═════ Records for processing

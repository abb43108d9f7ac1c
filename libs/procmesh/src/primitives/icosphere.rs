//! # Icosphere Primitive
//!
//! Sphere built by subdividing each icosahedron face into `subdivisions²`
//! triangles and projecting the new points onto the unit sphere.

use super::polyhedron::{solids, spherical_uv, PolyhedronKind};
use super::subdivision_option;
use crate::error::GeometryResult;
use crate::vertex_data::{SideOptions, VertexData};
use glam::{Vec2, Vec3};
use serde::{Deserialize, Serialize};

/// Options for [`create_icosphere`].
#[derive(Debug, Clone, PartialEq, Serialize, Deserialize)]
#[serde(default)]
pub struct IcoSphereOptions {
    /// Radius used for any axis not given (default 1)
    pub radius: f32,
    /// Radius along X
    pub radius_x: Option<f32>,
    /// Radius along Y
    pub radius_y: Option<f32>,
    /// Radius along Z
    pub radius_z: Option<f32>,
    /// One normal per sub-triangle instead of per vertex (default true)
    pub flat: bool,
    /// Splits per icosahedron edge (default 4, minimum 1)
    pub subdivisions: u32,
    /// Side orientation
    pub sides: SideOptions,
}

impl Default for IcoSphereOptions {
    fn default() -> Self {
        Self {
            radius: 1.0,
            radius_x: None,
            radius_y: None,
            radius_z: None,
            flat: true,
            subdivisions: 4,
            sides: SideOptions::default(),
        }
    }
}

impl IcoSphereOptions {
    fn radii(&self) -> Vec3 {
        Vec3::new(
            self.radius_x.unwrap_or(self.radius),
            self.radius_y.unwrap_or(self.radius),
            self.radius_z.unwrap_or(self.radius),
        )
    }
}

/// Creates an icosphere.
///
/// In smooth mode each icosahedron face owns a shared grid of
/// `(s + 1)(s + 2) / 2` vertices with radial normals. In flat mode every
/// sub-triangle owns its three vertices and takes its normal from the
/// direction of its own centroid.
///
/// # Example
///
/// ```rust
/// use procmesh::primitives::{create_icosphere, IcoSphereOptions};
///
/// let ico = create_icosphere(&IcoSphereOptions {
///     subdivisions: 1,
///     flat: false,
///     ..Default::default()
/// })
/// .unwrap();
/// assert_eq!(ico.indices.len(), 60);
/// ```
pub fn create_icosphere(options: &IcoSphereOptions) -> GeometryResult<VertexData> {
    let subdivisions = subdivision_option("icosphere.subdivisions", options.subdivisions);
    let radii = options.radii();
    let table = solids::table(PolyhedronKind::Icosahedron);

    let mut data = VertexData::new();
    for face in table.faces {
        let [a, b, c] = [table.vertices[face[0]], table.vertices[face[1]], table.vertices[face[2]]];
        let grid = FaceGrid::new(a, b, c, subdivisions);
        if options.flat {
            flat_face(&mut data, &grid, radii);
        } else {
            smooth_face(&mut data, &grid, radii);
        }
    }

    Ok(data.finish(&options.sides))
}

/// Barycentric grid on one face: `P(i, j) = a + (b - a)·i/s + (c - a)·j/s`
/// for `i + j <= s`, projected onto the unit sphere.
struct FaceGrid {
    points: Vec<Vec3>,
    subdivisions: u32,
}

impl FaceGrid {
    fn new(a: Vec3, b: Vec3, c: Vec3, subdivisions: u32) -> Self {
        let s = subdivisions as f32;
        let mut points = Vec::new();
        for i in 0..=subdivisions {
            for j in 0..=subdivisions - i {
                let p = a + (b - a) * (i as f32 / s) + (c - a) * (j as f32 / s);
                points.push(p.normalize());
            }
        }
        Self { points, subdivisions }
    }

    fn index(&self, i: u32, j: u32) -> u32 {
        // Row i holds s + 1 - i points.
        i * (self.subdivisions + 1) - i * i.saturating_sub(1) / 2 + j
    }

    /// Sub-triangles as grid index triples, wound like the parent face.
    fn triangles(&self) -> Vec<[u32; 3]> {
        let s = self.subdivisions;
        let mut triangles = Vec::with_capacity((s * s) as usize);
        for i in 0..s {
            for j in 0..s - i {
                triangles.push([self.index(i, j), self.index(i + 1, j), self.index(i, j + 1)]);
                if i + j + 2 <= s {
                    triangles.push([self.index(i + 1, j), self.index(i + 1, j + 1), self.index(i, j + 1)]);
                }
            }
        }
        triangles
    }
}

fn flat_face(data: &mut VertexData, grid: &FaceGrid, radii: Vec3) {
    for [i0, i1, i2] in grid.triangles() {
        let corners = [
            grid.points[i0 as usize],
            grid.points[i1 as usize],
            grid.points[i2 as usize],
        ];
        let centroid = (corners[0] + corners[1] + corners[2]).normalize_or_zero();
        let normal = (centroid / radii).normalize_or_zero();
        let mut uvs = corners.map(spherical_uv);
        fix_seam(&mut uvs, &corners);

        let base = data.vertex_count() as u32;
        for (corner, uv) in corners.iter().zip(uvs) {
            data.add_vertex(*corner * radii, normal, uv);
        }
        data.add_triangle(base, base + 1, base + 2);
    }
}

fn smooth_face(data: &mut VertexData, grid: &FaceGrid, radii: Vec3) {
    let mut uvs: Vec<Vec2> = grid.points.iter().copied().map(spherical_uv).collect();
    fix_seam(&mut uvs, &grid.points);

    let base = data.vertex_count() as u32;
    for (point, uv) in grid.points.iter().zip(uvs) {
        data.add_vertex(*point * radii, (*point / radii).normalize_or_zero(), uv);
    }
    for [i0, i1, i2] in grid.triangles() {
        data.add_triangle(base + i0, base + i1, base + i2);
    }
}

/// Keeps one patch of texture coordinates on one side of the `u` seam and
/// gives pole points the mean `u` of the rest.
fn fix_seam(uvs: &mut [Vec2], directions: &[Vec3]) {
    let (min, max) = uvs
        .iter()
        .fold((f32::INFINITY, f32::NEG_INFINITY), |(lo, hi), uv| (lo.min(uv.x), hi.max(uv.x)));
    if max - min > 0.5 {
        for uv in uvs.iter_mut() {
            if uv.x < 0.5 {
                uv.x += 1.0;
            }
        }
    }

    let is_pole = |d: &Vec3| d.y.abs() > 1.0 - 1e-5;
    let regular: Vec<f32> = uvs
        .iter()
        .zip(directions)
        .filter(|(_, d)| !is_pole(d))
        .map(|(uv, _)| uv.x)
        .collect();
    if regular.is_empty() {
        return;
    }
    let mean = regular.iter().sum::<f32>() / regular.len() as f32;
    for (uv, d) in uvs.iter_mut().zip(directions) {
        if is_pole(d) {
            uv.x = mean;
        }
    }
}

#[cfg(test)]
mod tests {
    use super::*;
    use approx::assert_relative_eq;

    #[test]
    fn test_grid_indexing() {
        let grid = FaceGrid::new(Vec3::X, Vec3::Y, Vec3::Z, 3);
        assert_eq!(grid.points.len(), 10);
        assert_eq!(grid.index(0, 3), 3);
        assert_eq!(grid.index(1, 0), 4);
        assert_eq!(grid.index(2, 0), 7);
        assert_eq!(grid.index(3, 0), 9);
        assert_eq!(grid.triangles().len(), 9);
    }

    #[test]
    fn test_smooth_subdivision_one_is_icosahedron() {
        let ico = create_icosphere(&IcoSphereOptions {
            subdivisions: 1,
            flat: false,
            ..Default::default()
        })
        .unwrap();
        assert_eq!(ico.indices.len(), 60);

        let mut directions: Vec<Vec3> = Vec::new();
        for i in 0..ico.vertex_count() {
            let d = ico.position(i).normalize();
            if !directions.iter().any(|e| e.distance(d) < 1e-4) {
                directions.push(d);
            }
        }
        assert_eq!(directions.len(), 12);
    }

    #[test]
    fn test_flat_counts_and_normals() {
        let ico = create_icosphere(&IcoSphereOptions {
            subdivisions: 2,
            ..Default::default()
        })
        .unwrap();
        assert_eq!(ico.triangle_count(), 20 * 4);
        assert_eq!(ico.vertex_count(), 20 * 4 * 3);
        for t in ico.indices.chunks_exact(3) {
            let a = ico.position(t[0] as usize);
            let b = ico.position(t[1] as usize);
            let c = ico.position(t[2] as usize);
            let face = (b - a).cross(c - a).normalize();
            assert!(face.dot(ico.normal(t[0] as usize)) > 0.95);
        }
    }

    #[test]
    fn test_points_lie_on_radius() {
        let ico = create_icosphere(&IcoSphereOptions {
            radius: 2.5,
            subdivisions: 3,
            flat: false,
            ..Default::default()
        })
        .unwrap();
        for i in 0..ico.vertex_count() {
            assert_relative_eq!(ico.position(i).length(), 2.5, epsilon = 1e-4);
        }
    }

    #[test]
    fn test_uv_patches_do_not_straddle_seam() {
        let ico = create_icosphere(&IcoSphereOptions {
            subdivisions: 3,
            ..Default::default()
        })
        .unwrap();
        for t in ico.indices.chunks_exact(3) {
            let us = [ico.uv(t[0] as usize).x, ico.uv(t[1] as usize).x, ico.uv(t[2] as usize).x];
            let spread = us.iter().cloned().fold(f32::NEG_INFINITY, f32::max)
                - us.iter().cloned().fold(f32::INFINITY, f32::min);
            assert!(spread < 0.9);
        }
    }
}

══════════

#### What the task asks:
Starting with the first line of the records above, give back each line exactly until the line with "Radius along X" has been given as well.

#### Answer to the exercise:
repository abb43108d9f7ac1c
filename libs/procmesh/src/primitives/icosphere.rs
//! # Icosphere Primitive
//!
//! Sphere built by subdividing each icosahedron face into `subdivisions²`
//! triangles and projecting the new points onto the unit sphere.

use super::polyhedron::{solids, spherical_uv, PolyhedronKind};
use super::subdivision_option;
use crate::error::GeometryResult;
use crate::vertex_data::{SideOptions, VertexData};
use glam::{Vec2, Vec3};
use serde::{Deserialize, Serialize};

/// Options for [`create_icosphere`].
#[derive(Debug, Clone, PartialEq, Serialize, Deserialize)]
#[serde(default)]
pub struct IcoSphereOptions {
    /// Radius used for any axis not given (default 1)
    pub radius: f32,
    /// Radius along X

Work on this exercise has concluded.